Für das Essener Schauspiel wählte Anna Bergmann gewissermaßen einen Mittelweg: Das Stück ist weiterhin gut erkennbar, zugleich gibt es Versuche einer pointierten Deutung für die Gegenwart. Als fruchtbar erweist sich der Ansatz, das Stück aus der Perspektive Elisabeth I. zu erzählen. Und das mit einer Wucht, die das Publikum zwei Stunden lang fesseln kann. Irritierend ist der Beginn: Elisabeth (Stepanie Schönfeld) liegt rücklings auf den Marmormauern ihres Palastes. Ihr rotes Haar baumelt herab. Und in dieser eher quälenden Pose lässt sie das Publikum an ihrem Dilemma teilhaben: Wie immer sie sich entscheidet; nie wird sie es richtig machen können. Lässt sie Maria Stuart frei, dann untergräbt sie ihre eigene Macht; gibt England der verhassten Schottin und Katholikin preis, die immerhin ihren Mann umbringen ließ, um den Mörder als Geliebten zu bekommen. Lässt sie Maria Stuart hinrichten, macht sie sich eines Königsmordes schuldig, was dem Peer-Gedanken widerspricht und außerdem auf sie selber zurückfallen könnte. Maria Stuart (überzeugend: Janina Sachau) sagt es ihr in Schillers genialer Treffsicherheit ins Gesicht: "Du kannst mich morden, aber nicht richten!".

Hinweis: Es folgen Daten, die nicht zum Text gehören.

//! Background job bodies.
//!
//! Every task runs its steps in order and stops at the first failure. The
//! worker turns the returned error into the job's `FAILURE` result.

pub mod bake;
pub mod scripts;
pub mod xmlconversion;

use std::path::PathBuf;
use std::sync::Arc;

use serde_json::Value;

use crate::config::AppConfig;
use crate::models::job::JobSpec;
use crate::services::archive::ArchiveError;
use crate::services::browser::{BrowserError, BrowserLauncher, WebDriverLauncher};
use crate::services::process::{ProcessError, ScriptRunner};

/// Everything a task needs from configuration, resolved once per worker.
#[derive(Clone)]
pub struct TaskContext {
    pub runner: ScriptRunner,
    pub temp_root: PathBuf,
    pub output_location: PathBuf,
    pub resources_location: PathBuf,
    /// Where `xmlconversion` copies its two converters from.
    pub conversion_scripts_path: PathBuf,
    pub browser: Arc<dyn BrowserLauncher>,
}

impl TaskContext {
    pub fn from_config(config: &AppConfig) -> Result<Self, BrowserError> {
        let browser = WebDriverLauncher::new(&config.webdriver_url, config.browser_headless)?;
        Ok(Self {
            runner: ScriptRunner::new(config.python_path.clone()),
            temp_root: config.temp_root.clone(),
            output_location: config.output_location.clone(),
            resources_location: config.resources_location.clone(),
            conversion_scripts_path: config.conversion_scripts_path(),
            browser: Arc::new(browser),
        })
    }
}

/// Release what a job owns on disk when it will never run.
pub async fn discard(spec: &JobSpec) {
    if let JobSpec::XmlConversion { tempdir, .. } = spec {
        if let Err(e) = tokio::fs::remove_dir_all(tempdir).await {
            tracing::warn!(path = %tempdir.display(), error = %e, "Failed to remove working directory");
        }
    }
}

/// Execute one job to completion.
///
/// Returns the value stored as the job's `SUCCESS` result.
pub async fn run(spec: JobSpec, ctx: &TaskContext) -> Result<Option<Value>, TaskError> {
    let kind = spec.kind();
    tracing::info!("{kind} task started");

    let result = match spec {
        JobSpec::XmlConversion {
            xml_filename,
            tempdir,
        } => {
            let zip_name = xmlconversion::convert(ctx, &xml_filename, &tempdir).await?;
            Some(Value::String(zip_name))
        }
        JobSpec::BakeChapters {
            start,
            stop,
            base_url,
            data_path,
        } => {
            bake::bake_chapters(ctx.browser.as_ref(), start, stop, &base_url, &data_path).await?;
            None
        }
        JobSpec::EstoriaXml {
            data_path,
            scripts_path,
        }
        | JobSpec::ReaderXml {
            data_path,
            scripts_path,
        }
        | JobSpec::TranslationXml {
            data_path,
            scripts_path,
        }
        | JobSpec::CpsfCriticalXml {
            data_path,
            scripts_path,
        }
        | JobSpec::CriticalEditionFirst {
            data_path,
            scripts_path,
        } => {
            scripts::run_sequence(&ctx.runner, scripts::sequence(kind), &data_path, &scripts_path)
                .await?;
            None
        }
    };

    tracing::info!("complete");
    Ok(result)
}

#[derive(Debug, thiserror::Error)]
pub enum TaskError {
    #[error(transparent)]
    Process(#[from] ProcessError),

    #[error("I/O error: {0}")]
    Io(#[from] std::io::Error),

    #[error(transparent)]
    Archive(#[from] ArchiveError),

    #[error(transparent)]
    Browser(#[from] BrowserError),

    #[error("Could not parse {}: {source}", .path.display())]
    Json {
        path: PathBuf,
        #[source]
        source: serde_json::Error,
    },

    #[error("Menu data has no pages for {0}")]
    MissingMenuEntry(String),

    #[error("Unusable upload filename {0:?}")]
    BadFilename(String),

    #[error("Blocking step did not finish: {0}")]
    Join(#[from] tokio::task::JoinError),
}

In der Essener Inszenierung werden alle Register gezogen, um dieses Dilemma, diese Qual der Entscheidungsfindung, herauszuarbeiten. Mal erscheint Elisabeth als die Starke, die mit einem Fingerzeig die Grafen und Barone vor ihr auf die Knie sinken lässt, mal sieht man sie in ihrer Verletzlichkeit, die etwas Kindliches hat. Entsprechend lässt Anna Bergmann als Alter Ego der erwachsenen Elisabeth ein rothaariges Königskind stumm über die Bühne laufen.

Die Unmöglichkeit der politisch richtigen Entscheidung wird erschwert durch die sinnlichen Bedürfnisse Elisabeths, die sie grotesk auslebt: Graf Leicester, der ein doppeltes Spiel zu seinem eigenen Gunsten betreibt, befriedigt die masochistischen Gelüste seiner Herrscherin, in dem er ihr den Popo versohlt. Das drastische Bild macht die Lust und Qual einer zur Macht Verurteilten überdeutlich. Auch sonst arbeitet Anna Bergmann mit Gegensätzen: mit denen von Laut und Leise, gesprochenem Wort und eher schlecht als recht gesungenen Hymnen, frommen Wünschen und mörderischen Handlungen, historischen Kostümen und eleganter Alltagskleidung von heute, natürlich schönem Haar (bei Maria Stuart) und auswechselbaren Perücken (bei Elisabeth), heißen Gefühlen (bei Mortimer) und kaltem Kalkül (bei den meisten anderen).

Das Duisburger Publikum zeigte sich mehrheitlich begeistert von der Inszenierung. Ein Sonderbeifall verdient Philipp Noack, der trotz eines ausgekugelten linken Schultergelenks, das fixiert wurde, seinen Part als Mortimer glänzend spielte - einschließlich einer heftigen Fechtszene.